Чтобы избежать смещений и произвола, надо задать некоторый большой контекст, или «мир» (в смысле феноменологии, die Welt), в котором конституируется и весь процесс русской мысли, и его отдельные феномены. Как мы аргументируем[85], роль такого контекста выполняет «Восточнохристианский дискурс» (духовный, концептуальный, эпистемологический фонд, служащий порождающим ядром Восточнохристианского менталитета), отличный от дискурса Западного христианства и ясно намеченный уже в VII в., в писаниях прей. Максима Исповедника.
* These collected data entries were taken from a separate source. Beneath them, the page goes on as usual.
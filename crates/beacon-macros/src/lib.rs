// Copyright 2025 eraflo
//
// Licensed under the Apache License, Version 2.0 (the "License");
// you may not use this file except in compliance with the License.
// You may obtain a copy of the License at
//
//     http://www.apache.org/licenses/LICENSE-2.0
//
// Unless required by applicable law or agreed to in writing, software
// distributed under the License is distributed on an "AS IS" BASIS,
// WITHOUT WARRANTIES OR CONDITIONS OF ANY KIND, either express or implied.
// See the License for the specific language governing permissions and
// limitations under the License.

//! This crate provides the declaration attributes for the Beacon bus.
//!
//! * `#[topic("key", priority = N)]` marks a topic handler.
//! * `#[provides("key", priority = N)]` marks a request provider.
//! * `#[handlers]` on an `impl` block turns its marked `&self` methods into
//!   an implementation of `beacon_core::Handlers`.
//!
//! Markers are repeatable. On free functions (and on associated functions
//! without `self`) they register through `inventory` and are picked up by
//! `Bus::register_static_handlers`.

use proc_macro::TokenStream;
use quote::quote;
use syn::{parse_macro_input, FnArg, ItemFn, ItemImpl};

mod handlers;
mod marker;

use marker::{static_entry, MarkerArgs, MarkerKind};

/// Declares a free function as a handler for a topic.
///
/// The function takes the sender as `&dyn Any` followed by the payload
/// parameters it wants bound, and returns `()` or a `Result<(), E>`.
///
/// ```ignore
/// #[topic("score.changed", priority = 5)]
/// fn log_score(_sender: &dyn Any, score: i32) { log::info!("score {score}"); }
/// ```
#[proc_macro_attribute]
pub fn topic(args: TokenStream, input: TokenStream) -> TokenStream {
    free_marker(MarkerKind::Topic, args, input)
}

/// Declares a free function as a provider for a request type.
///
/// The function takes the requester as `&dyn Any` followed by its
/// parameters, and must return a value.
///
/// ```ignore
/// #[provides("stat.modifiers", priority = 2)]
/// fn base_modifiers(_requester: &dyn Any, kind: StatKind) -> Vec<Modifier> { .. }
/// ```
#[proc_macro_attribute]
pub fn provides(args: TokenStream, input: TokenStream) -> TokenStream {
    free_marker(MarkerKind::Provides, args, input)
}

/// Implements `beacon_core::Handlers` from the `#[topic]` and `#[provides]`
/// markers on the methods of an inherent `impl` block.
#[proc_macro_attribute]
pub fn handlers(args: TokenStream, input: TokenStream) -> TokenStream {
    if !args.is_empty() {
        return syn::Error::new(
            proc_macro2::Span::call_site(),
            "#[handlers] takes no arguments",
        )
        .to_compile_error()
        .into();
    }
    let item = parse_macro_input!(input as ItemImpl);
    handlers::expand(item)
        .unwrap_or_else(syn::Error::into_compile_error)
        .into()
}

fn free_marker(kind: MarkerKind, args: TokenStream, input: TokenStream) -> TokenStream {
    let args = parse_macro_input!(args as MarkerArgs);
    let function = parse_macro_input!(input as ItemFn);

    if let Some(FnArg::Receiver(receiver)) = function.sig.inputs.first() {
        return syn::Error::new_spanned(
            receiver,
            "methods are declared through #[handlers] on their impl block",
        )
        .to_compile_error()
        .into();
    }
    if !function.sig.generics.params.is_empty() {
        return syn::Error::new_spanned(
            &function.sig.generics,
            "handler functions cannot be generic",
        )
        .to_compile_error()
        .into();
    }

    let ident = &function.sig.ident;
    let entry = static_entry(kind, &args, quote!(#ident), &ident.to_string());
    TokenStream::from(quote! {
        #function
        #entry
    })
}
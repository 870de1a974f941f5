// Copyright 2025 eraflo
//
// Licensed under the Apache License, Version 2.0 (the "License");
// you may not use this file except in compliance with the License.
// You may obtain a copy of the License at
//
//     http://www.apache.org/licenses/LICENSE-2.0
//
// Unless required by applicable law or agreed to in writing, software
// distributed under the License is distributed on an "AS IS" BASIS,
// WITHOUT WARRANTIES OR CONDITIONS OF ANY KIND, either express or implied.
// See the License for the specific language governing permissions and
// limitations under the License.

//! Error types for handler registration and dispatch.
//!
//! None of these ever reach a publisher: dispatch faults are logged and
//! counted, and registration errors only surface from the explicit
//! [`Bus::subscribe`](crate::Bus::subscribe) / [`Bus::provide`](crate::Bus::provide)
//! calls.

use thiserror::Error;

/// A handler declaration that cannot be registered.
#[derive(Debug, Clone, PartialEq, Eq, Error)]
pub enum RegistrationError {
    /// The topic or request type is the empty string.
    #[error("handler '{name}' declares an empty key")]
    EmptyKey {
        /// Identity of the rejected handler.
        name: String,
    },
    /// The handler does not accept the sender / requester as its first parameter.
    #[error("handler '{name}' must accept the sender as its first parameter")]
    MissingSender {
        /// Identity of the rejected handler.
        name: String,
    },
    /// The method name is a reserved lifecycle callback.
    #[error("'{name}' is a reserved lifecycle method and cannot handle topics")]
    ReservedName {
        /// Identity of the rejected handler.
        name: String,
    },
    /// A catch-all parameter appears before the last position.
    #[error("handler '{name}' declares a catch-all parameter at position {position}, only the last parameter may be one")]
    MisplacedRest {
        /// Identity of the rejected handler.
        name: String,
        /// Position of the offending parameter, sender excluded.
        position: usize,
    },
    /// A request provider that returns no value.
    #[error("provider '{name}' must return a value")]
    VoidProvider {
        /// Identity of the rejected handler.
        name: String,
    },
}

/// Why a single handler invocation did not produce a result.
///
/// Faults are local to one handler: the dispatcher logs them, counts them in
/// [`DispatchStats`](crate::DispatchStats) and moves on to the next handler.
#[derive(Debug, Error)]
pub enum DispatchFault {
    /// The handler accepts no parameters at all.
    #[error("invalid receiver: handler takes no sender parameter")]
    InvalidReceiver,
    /// No payload element could be bound to a declared parameter.
    #[error("unresolved parameter #{position} of type {type_name}")]
    Unresolved {
        /// Position of the parameter, sender excluded.
        position: usize,
        /// Declared type of the parameter.
        type_name: &'static str,
    },
    /// The owner of an instance handler was dropped without unregistering.
    #[error("owner {owner} was dropped without unregistering")]
    DeadOwner {
        /// Type name of the dropped owner.
        owner: &'static str,
    },
    /// The handler returned an error.
    #[error("handler failed: {0:#}")]
    Failed(anyhow::Error),
    /// The handler panicked.
    #[error("handler panicked: {0}")]
    Panicked(String),
    /// A provider answered with a value of another type than the one requested.
    #[error("provider returned unexpected type {found}, expected {expected}")]
    UnexpectedReply {
        /// The requested type.
        expected: &'static str,
        /// The type actually returned.
        found: &'static str,
    },
}

impl DispatchFault {
    /// Builds a [`DispatchFault::Panicked`] from a caught panic payload.
    pub(crate) fn from_panic(payload: Box<dyn std::any::Any + Send>) -> Self {
        let message = if let Some(s) = payload.downcast_ref::<&'static str>() {
            (*s).to_string()
        } else if let Some(s) = payload.downcast_ref::<String>() {
            s.clone()
        } else {
            "non-string panic payload".to_string()
        };
        DispatchFault::Panicked(message)
    }
}

#[cfg(test)]
mod tests {
    use super::*;

    #[test]
    fn registration_messages_name_the_handler() {
        let err = RegistrationError::MisplacedRest {
            name: "Hud::on_score".into(),
            position: 0,
        };
        let msg = err.to_string();
        assert!(msg.contains("Hud::on_score"));
        assert!(msg.contains("position 0"));
    }

    #[test]
    fn panic_payloads_become_messages() {
        let fault = DispatchFault::from_panic(Box::new("boom"));
        assert_eq!(fault.to_string(), "handler panicked: boom");

        let fault = DispatchFault::from_panic(Box::new(String::from("owned boom")));
        assert_eq!(fault.to_string(), "handler panicked: owned boom");

        let fault = DispatchFault::from_panic(Box::new(5_u32));
        assert!(fault.to_string().contains("non-string"));
    }
}
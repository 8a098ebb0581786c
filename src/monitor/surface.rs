//! Drawing surfaces for waveform traces.
//!
//! [`PathContext`] is a small canvas-style path API. [`TraceCanvas`] implements it in
//! memory, recording stroked polylines in logical coordinates, and [`TraceView`]
//! rasterizes a canvas into the terminal with braille dots.

use ratatui::{
    prelude::*,
    symbols::Marker,
    widgets::canvas::{Canvas, Line as CanvasLine},
};

/// Path drawing operations.
pub trait PathContext {
    /// Erases everything drawn so far.
    fn clear(&mut self);
    /// Starts a new, empty path.
    fn begin_path(&mut self);
    /// Sets the color and thickness used by the next `stroke`.
    fn set_stroke(&mut self, color: Color, line_width: f64);
    fn move_to(&mut self, x: f64, y: f64);
    fn line_to(&mut self, x: f64, y: f64);
    /// Paints the current path.
    fn stroke(&mut self);
}

/// A rectangular region that may or may not be ready for drawing.
pub trait DrawingSurface {
    fn width(&self) -> usize;
    fn height(&self) -> usize;
    /// Returns the drawing context, or `None` when the surface cannot be drawn on.
    fn context(&mut self) -> Option<&mut dyn PathContext>;
}

/// One painted polyline.
#[derive(Debug, Clone, PartialEq)]
pub struct Stroke {
    pub color: Color,
    pub line_width: f64,
    pub points: Vec<(f64, f64)>,
}

/// In-memory surface holding the strokes of the most recent frame.
///
/// Coordinates are logical: x grows rightward from 0 to `width`, y grows downward
/// from 0 to `height`.
#[derive(Debug, Clone)]
pub struct TraceCanvas {
    width: usize,
    height: usize,
    color: Color,
    line_width: f64,
    path: Vec<(f64, f64)>,
    strokes: Vec<Stroke>,
}

impl TraceCanvas {
    pub fn new(width: usize, height: usize) -> Self {
        Self {
            width,
            height,
            color: Color::Reset,
            line_width: 1.0,
            path: Vec::new(),
            strokes: Vec::new(),
        }
    }

    /// Changes the logical size and erases the current contents.
    pub fn resize(&mut self, width: usize, height: usize) {
        self.width = width;
        self.height = height;
        self.path.clear();
        self.strokes.clear();
    }

    pub fn strokes(&self) -> &[Stroke] {
        &self.strokes
    }
}

impl DrawingSurface for TraceCanvas {
    fn width(&self) -> usize {
        self.width
    }

    fn height(&self) -> usize {
        self.height
    }

    fn context(&mut self) -> Option<&mut dyn PathContext> {
        if self.width == 0 || self.height == 0 {
            return None;
        }
        Some(self)
    }
}

impl PathContext for TraceCanvas {
    fn clear(&mut self) {
        self.strokes.clear();
    }

    fn begin_path(&mut self) {
        self.path.clear();
    }

    fn set_stroke(&mut self, color: Color, line_width: f64) {
        self.color = color;
        self.line_width = line_width;
    }

    fn move_to(&mut self, x: f64, y: f64) {
        self.path.clear();
        self.path.push((x, y));
    }

    fn line_to(&mut self, x: f64, y: f64) {
        self.path.push((x, y));
    }

    fn stroke(&mut self) {
        if self.path.len() < 2 {
            return;
        }
        self.strokes.push(Stroke {
            color: self.color,
            line_width: self.line_width,
            points: self.path.clone(),
        });
    }
}

/// Widget that rasterizes a [`TraceCanvas`] into a terminal area.
pub struct TraceView<'a> {
    canvas: &'a TraceCanvas,
    background: Color,
}

impl<'a> TraceView<'a> {
    pub fn new(canvas: &'a TraceCanvas) -> Self {
        Self {
            canvas,
            background: Color::Reset,
        }
    }

    pub fn background(mut self, background: Color) -> Self {
        self.background = background;
        self
    }
}

impl Widget for TraceView<'_> {
    fn render(self, area: Rect, buf: &mut Buffer) {
        let width = self.canvas.width as f64;
        let height = self.canvas.height as f64;

        // Terminal canvas y grows upward, logical y grows downward.
        Canvas::default()
            .marker(Marker::Braille)
            .background_color(self.background)
            .x_bounds([0.0, width])
            .y_bounds([0.0, height])
            .paint(|ctx| {
                for stroke in self.canvas.strokes() {
                    for pair in stroke.points.windows(2) {
                        // Segments leaving the bounds would be dropped whole.
                        let Some(((x1, y1), (x2, y2))) =
                            clip_segment(pair[0], pair[1], width, height)
                        else {
                            continue;
                        };
                        ctx.draw(&CanvasLine {
                            x1,
                            y1: height - y1,
                            x2,
                            y2: height - y2,
                            color: stroke.color,
                        });
                    }
                }
            })
            .render(area, buf);
    }
}

type Point = (f64, f64);

/// Clips the segment `a`-`b` to `[0, width] x [0, height]` (Liang-Barsky).
///
/// Returns `None` when no part of the segment lies inside.
fn clip_segment(a: Point, b: Point, width: f64, height: f64) -> Option<(Point, Point)> {
    let (dx, dy) = (b.0 - a.0, b.1 - a.1);
    let mut enter = 0.0_f64;
    let mut exit = 1.0_f64;

    for (p, q) in [(-dx, a.0), (dx, width - a.0), (-dy, a.1), (dy, height - a.1)] {
        if p == 0.0 {
            if q < 0.0 {
                return None;
            }
            continue;
        }
        let r = q / p;
        if p < 0.0 {
            if r > exit {
                return None;
            }
            enter = enter.max(r);
        } else {
            if r < enter {
                return None;
            }
            exit = exit.min(r);
        }
    }

    let at = |t: f64| {
        (
            (a.0 + t * dx).clamp(0.0, width),
            (a.1 + t * dy).clamp(0.0, height),
        )
    };
    Some((at(enter), at(exit)))
}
Восточнохристианский дискурс возникает как синтез патристики и аскетики (в форме православного исихазма), закрепляемый в общем для обеих сфер верховном понятии обожения. За счет аскетической составляющей, он сохраняет непрерывную связь с духовной практикой, опытом молитвенного Богообщения и представляет собой дискурс не отвлеченно-теоретического, но сугубо опытного мышления. Как следствие этого, его основные категории являются не эссенциальными (каковы сущности, субстанции, формы, причинно-следственные отношения…), но энергийными, выражающими различные активности и описывающими бытие как бытие-действие. В частности, и сам ключевой концепт или парадигма обожения также трактуется энергийно: как совершенное соединение энергий человека с Божественной энергией, благодатью, осуществляемое путем синергии — координации, согласованности, соработничества человеческих энергий и благодати. Поэтому ядро Восточнохристианского дискурса – дискурс энергии, связанный с исихастской аскезой и парадигмой обожения.

81



Г.Г. Шпет. Очерк развития русской философии. С.37.

82

Он же. Философское мировоззрение Герцена. С.75.

83

Ю.Ф. Самарин. От редакции // Русская беседа, 1860, т.2. (Цит. по: А.С. Хомяков. Соч. в 2-х тт. Т.1. М., 1994.С.535.).

84

Там же.

85

С.С. Хоружий. О старом и новом. СПб., 2000. См. также: S.S. Horujy. Breaks and links. Prospects for Russian religious philosophy today // Studies in the East-European Thought, 2001. V.53. 269–284. О понятии Восточнохристианского дискурса см. также в первом и последнем разделах книги.